(Stored items)

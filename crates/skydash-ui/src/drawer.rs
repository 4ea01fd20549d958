//! Navigation drawer for small viewports.
//!
//! The drawer can only be opened on mobile and tablet layouts. While it is
//! open on mobile the page body is scroll-locked; the previous body style is
//! captured on lock and written back verbatim on release.

use std::sync::Arc;

use parking_lot::Mutex;

use crate::breakpoint::Breakpoint;

/// Overlay fades to half opacity over this drag distance
const SWIPE_FADE_DISTANCE_PX: f64 = 200.0;

/// Inline style properties the scroll lock touches
#[derive(Debug, Clone, PartialEq, Eq, Default)]
pub struct BodyStyle {
    pub overflow: String,
    pub position: String,
    pub width: String,
}

impl BodyStyle {
    pub fn locked() -> Self {
        Self {
            overflow: "hidden".to_string(),
            position: "fixed".to_string(),
            width: "100%".to_string(),
        }
    }
}

/// Whatever hosts the page body.
pub trait ScrollSurface: Send + Sync {
    fn body_style(&self) -> BodyStyle;

    fn set_body_style(&self, style: BodyStyle);
}

/// In-process surface for headless front ends and tests
#[derive(Debug, Default)]
pub struct MemorySurface {
    style: Mutex<BodyStyle>,
}

impl MemorySurface {
    pub fn new() -> Self {
        Self::default()
    }

    pub fn with_style(style: BodyStyle) -> Self {
        Self {
            style: Mutex::new(style),
        }
    }
}

impl ScrollSurface for MemorySurface {
    fn body_style(&self) -> BodyStyle {
        self.style.lock().clone()
    }

    fn set_body_style(&self, style: BodyStyle) {
        *self.style.lock() = style;
    }
}

/// Holds the body scroll lock; dropping it restores the captured style.
pub struct ScrollLock {
    surface: Arc<dyn ScrollSurface>,
    previous: BodyStyle,
}

impl ScrollLock {
    pub fn acquire(surface: Arc<dyn ScrollSurface>) -> Self {
        let previous = surface.body_style();
        surface.set_body_style(BodyStyle::locked());
        Self { surface, previous }
    }
}

impl Drop for ScrollLock {
    fn drop(&mut self) {
        self.surface
            .set_body_style(std::mem::take(&mut self.previous));
    }
}

impl std::fmt::Debug for ScrollLock {
    fn fmt(&self, f: &mut std::fmt::Formatter<'_>) -> std::fmt::Result {
        f.debug_struct("ScrollLock")
            .field("previous", &self.previous)
            .finish_non_exhaustive()
    }
}

#[derive(Debug, Clone, Copy, PartialEq, Eq)]
pub enum CloseReason {
    Explicit,
    RouteChange,
    Desktop,
    Escape,
    Overlay,
    Swipe,
}

/// Visual feedback while a close swipe is in progress
#[derive(Debug, Clone, Copy, PartialEq)]
pub struct SwipeFeedback {
    /// Horizontal drawer offset, always `<= 0`
    pub offset_px: f64,
    pub overlay_opacity: f64,
}

#[derive(Debug, Clone, Copy)]
struct Swipe {
    start_x: f64,
    current_x: f64,
}

impl Swipe {
    fn delta(&self) -> f64 {
        self.current_x - self.start_x
    }
}

pub struct Drawer {
    open: bool,
    breakpoint: Breakpoint,
    surface: Arc<dyn ScrollSurface>,
    scroll_lock: Option<ScrollLock>,
    swipe: Option<Swipe>,
    swipe_close_threshold: f64,
}

impl Drawer {
    pub fn new(
        breakpoint: Breakpoint,
        surface: Arc<dyn ScrollSurface>,
        swipe_close_threshold: f64,
    ) -> Self {
        Self {
            open: false,
            breakpoint,
            surface,
            scroll_lock: None,
            swipe: None,
            swipe_close_threshold,
        }
    }

    pub fn is_open(&self) -> bool {
        self.open
    }

    pub fn breakpoint(&self) -> Breakpoint {
        self.breakpoint
    }

    pub fn is_scroll_locked(&self) -> bool {
        self.scroll_lock.is_some()
    }

    /// Returns `false` when the layout has no drawer (desktop).
    pub fn open(&mut self) -> bool {
        if !self.breakpoint.is_mobile_or_tablet() {
            return false;
        }
        self.open = true;
        self.sync_scroll_lock();
        true
    }

    pub fn close(&mut self) {
        self.close_with(CloseReason::Explicit);
    }

    pub fn toggle(&mut self) {
        if self.open {
            self.close();
        } else {
            self.open();
        }
    }

    pub fn on_route_change(&mut self) {
        self.close_with(CloseReason::RouteChange);
    }

    pub fn on_breakpoint_change(&mut self, breakpoint: Breakpoint) {
        self.breakpoint = breakpoint;
        if breakpoint.is_desktop() {
            self.close_with(CloseReason::Desktop);
        } else {
            self.sync_scroll_lock();
        }
    }

    /// Keyboard input while the drawer has focus. Returns `true` if handled.
    pub fn on_key(&mut self, key: &str) -> bool {
        if key == "Escape" && self.open {
            self.close_with(CloseReason::Escape);
            return true;
        }
        false
    }

    pub fn on_overlay_click(&mut self) {
        self.close_with(CloseReason::Overlay);
    }

    pub fn touch_start(&mut self, x: f64) {
        if self.open {
            self.swipe = Some(Swipe {
                start_x: x,
                current_x: x,
            });
        }
    }

    /// Track a drag. Only leftward movement produces feedback.
    pub fn touch_move(&mut self, x: f64) -> Option<SwipeFeedback> {
        let swipe = self.swipe.as_mut()?;
        swipe.current_x = x;

        let delta = swipe.delta();
        if delta >= 0.0 {
            return None;
        }

        let progress = (delta.abs() / SWIPE_FADE_DISTANCE_PX).clamp(0.0, 1.0);
        Some(SwipeFeedback {
            offset_px: delta,
            overlay_opacity: 1.0 - progress * 0.5,
        })
    }

    /// Finish a drag. Returns `true` if it closed the drawer.
    pub fn touch_end(&mut self) -> bool {
        let Some(swipe) = self.swipe.take() else {
            return false;
        };

        if swipe.delta() < -self.swipe_close_threshold {
            self.close_with(CloseReason::Swipe);
            return true;
        }
        false
    }

    fn close_with(&mut self, reason: CloseReason) {
        self.swipe = None;
        if self.open {
            tracing::debug!("Drawer closed: {:?}", reason);
            self.open = false;
        }
        self.sync_scroll_lock();
    }

    fn sync_scroll_lock(&mut self) {
        let want_lock = self.open && self.breakpoint.is_mobile();
        match (want_lock, self.scroll_lock.is_some()) {
            (true, false) => self.scroll_lock = Some(ScrollLock::acquire(self.surface.clone())),
            (false, true) => self.scroll_lock = None,
            _ => {}
        }
    }
}

impl std::fmt::Debug for Drawer {
    fn fmt(&self, f: &mut std::fmt::Formatter<'_>) -> std::fmt::Result {
        f.debug_struct("Drawer")
            .field("open", &self.open)
            .field("breakpoint", &self.breakpoint)
            .field("scroll_lock", &self.scroll_lock)
            .finish_non_exhaustive()
    }
}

WORK REQUIRED: Write out every line of the data again, exactly as it reads.

EXPECTED ANSWER:
filename crates/skydash-ui/src/drawer.rs
repository 4ea01fd20549d958
//! Navigation drawer for small viewports.
//!
//! The drawer can only be opened on mobile and tablet layouts. While it is
//! open on mobile the page body is scroll-locked; the previous body style is
//! captured on lock and written back verbatim on release.

use std::sync::Arc;

use parking_lot::Mutex;

use crate::breakpoint::Breakpoint;

/// Overlay fades to half opacity over this drag distance
const SWIPE_FADE_DISTANCE_PX: f64 = 200.0;

/// Inline style properties the scroll lock touches
#[derive(Debug, Clone, PartialEq, Eq, Default)]
pub struct BodyStyle {
    pub overflow: String,
    pub position: String,
    pub width: String,
}

impl BodyStyle {
    pub fn locked() -> Self {
        Self {
            overflow: "hidden".to_string(),
            position: "fixed".to_string(),
            width: "100%".to_string(),
        }
    }
}

/// Whatever hosts the page body.
pub trait ScrollSurface: Send + Sync {
    fn body_style(&self) -> BodyStyle;

    fn set_body_style(&self, style: BodyStyle);
}

/// In-process surface for headless front ends and tests
#[derive(Debug, Default)]
pub struct MemorySurface {
    style: Mutex<BodyStyle>,
}

impl MemorySurface {
    pub fn new() -> Self {
        Self::default()
    }

    pub fn with_style(style: BodyStyle) -> Self {
        Self {
            style: Mutex::new(style),
        }
    }
}

impl ScrollSurface for MemorySurface {
    fn body_style(&self) -> BodyStyle {
        self.style.lock().clone()
    }

    fn set_body_style(&self, style: BodyStyle) {
        *self.style.lock() = style;
    }
}

/// Holds the body scroll lock; dropping it restores the captured style.
pub struct ScrollLock {
    surface: Arc<dyn ScrollSurface>,
    previous: BodyStyle,
}

impl ScrollLock {
    pub fn acquire(surface: Arc<dyn ScrollSurface>) -> Self {
        let previous = surface.body_style();
        surface.set_body_style(BodyStyle::locked());
        Self { surface, previous }
    }
}

impl Drop for ScrollLock {
    fn drop(&mut self) {
        self.surface
            .set_body_style(std::mem::take(&mut self.previous));
    }
}

impl std::fmt::Debug for ScrollLock {
    fn fmt(&self, f: &mut std::fmt::Formatter<'_>) -> std::fmt::Result {
        f.debug_struct("ScrollLock")
            .field("previous", &self.previous)
            .finish_non_exhaustive()
    }
}

#[derive(Debug, Clone, Copy, PartialEq, Eq)]
pub enum CloseReason {
    Explicit,
    RouteChange,
    Desktop,
    Escape,
    Overlay,
    Swipe,
}

/// Visual feedback while a close swipe is in progress
#[derive(Debug, Clone, Copy, PartialEq)]
pub struct SwipeFeedback {
    /// Horizontal drawer offset, always `<= 0`
    pub offset_px: f64,
    pub overlay_opacity: f64,
}

#[derive(Debug, Clone, Copy)]
struct Swipe {
    start_x: f64,
    current_x: f64,
}

impl Swipe {
    fn delta(&self) -> f64 {
        self.current_x - self.start_x
    }
}

pub struct Drawer {
    open: bool,
    breakpoint: Breakpoint,
    surface: Arc<dyn ScrollSurface>,
    scroll_lock: Option<ScrollLock>,
    swipe: Option<Swipe>,
    swipe_close_threshold: f64,
}

impl Drawer {
    pub fn new(
        breakpoint: Breakpoint,
        surface: Arc<dyn ScrollSurface>,
        swipe_close_threshold: f64,
    ) -> Self {
        Self {
            open: false,
            breakpoint,
            surface,
            scroll_lock: None,
            swipe: None,
            swipe_close_threshold,
        }
    }

    pub fn is_open(&self) -> bool {
        self.open
    }

    pub fn breakpoint(&self) -> Breakpoint {
        self.breakpoint
    }

    pub fn is_scroll_locked(&self) -> bool {
        self.scroll_lock.is_some()
    }

    /// Returns `false` when the layout has no drawer (desktop).
    pub fn open(&mut self) -> bool {
        if !self.breakpoint.is_mobile_or_tablet() {
            return false;
        }
        self.open = true;
        self.sync_scroll_lock();
        true
    }

    pub fn close(&mut self) {
        self.close_with(CloseReason::Explicit);
    }

    pub fn toggle(&mut self) {
        if self.open {
            self.close();
        } else {
            self.open();
        }
    }

    pub fn on_route_change(&mut self) {
        self.close_with(CloseReason::RouteChange);
    }

    pub fn on_breakpoint_change(&mut self, breakpoint: Breakpoint) {
        self.breakpoint = breakpoint;
        if breakpoint.is_desktop() {
            self.close_with(CloseReason::Desktop);
        } else {
            self.sync_scroll_lock();
        }
    }

    /// Keyboard input while the drawer has focus. Returns `true` if handled.
    pub fn on_key(&mut self, key: &str) -> bool {
        if key == "Escape" && self.open {
            self.close_with(CloseReason::Escape);
            return true;
        }
        false
    }

    pub fn on_overlay_click(&mut self) {
        self.close_with(CloseReason::Overlay);
    }

    pub fn touch_start(&mut self, x: f64) {
        if self.open {
            self.swipe = Some(Swipe {
                start_x: x,
                current_x: x,
            });
        }
    }

    /// Track a drag. Only leftward movement produces feedback.
    pub fn touch_move(&mut self, x: f64) -> Option<SwipeFeedback> {
        let swipe = self.swipe.as_mut()?;
        swipe.current_x = x;

        let delta = swipe.delta();
        if delta >= 0.0 {
            return None;
        }

        let progress = (delta.abs() / SWIPE_FADE_DISTANCE_PX).clamp(0.0, 1.0);
        Some(SwipeFeedback {
            offset_px: delta,
            overlay_opacity: 1.0 - progress * 0.5,
        })
    }

    /// Finish a drag. Returns `true` if it closed the drawer.
    pub fn touch_end(&mut self) -> bool {
        let Some(swipe) = self.swipe.take() else {
            return false;
        };

        if swipe.delta() < -self.swipe_close_threshold {
            self.close_with(CloseReason::Swipe);
            return true;
        }
        false
    }

    fn close_with(&mut self, reason: CloseReason) {
        self.swipe = None;
        if self.open {
            tracing::debug!("Drawer closed: {:?}", reason);
            self.open = false;
        }
        self.sync_scroll_lock();
    }

    fn sync_scroll_lock(&mut self) {
        let want_lock = self.open && self.breakpoint.is_mobile();
        match (want_lock, self.scroll_lock.is_some()) {
            (true, false) => self.scroll_lock = Some(ScrollLock::acquire(self.surface.clone())),
            (false, true) => self.scroll_lock = None,
            _ => {}
        }
    }
}

impl std::fmt::Debug for Drawer {
    fn fmt(&self, f: &mut std::fmt::Formatter<'_>) -> std::fmt::Result {
        f.debug_struct("Drawer")
            .field("open", &self.open)
            .field("breakpoint", &self.breakpoint)
            .field("scroll_lock", &self.scroll_lock)
            .finish_non_exhaustive()
    }
}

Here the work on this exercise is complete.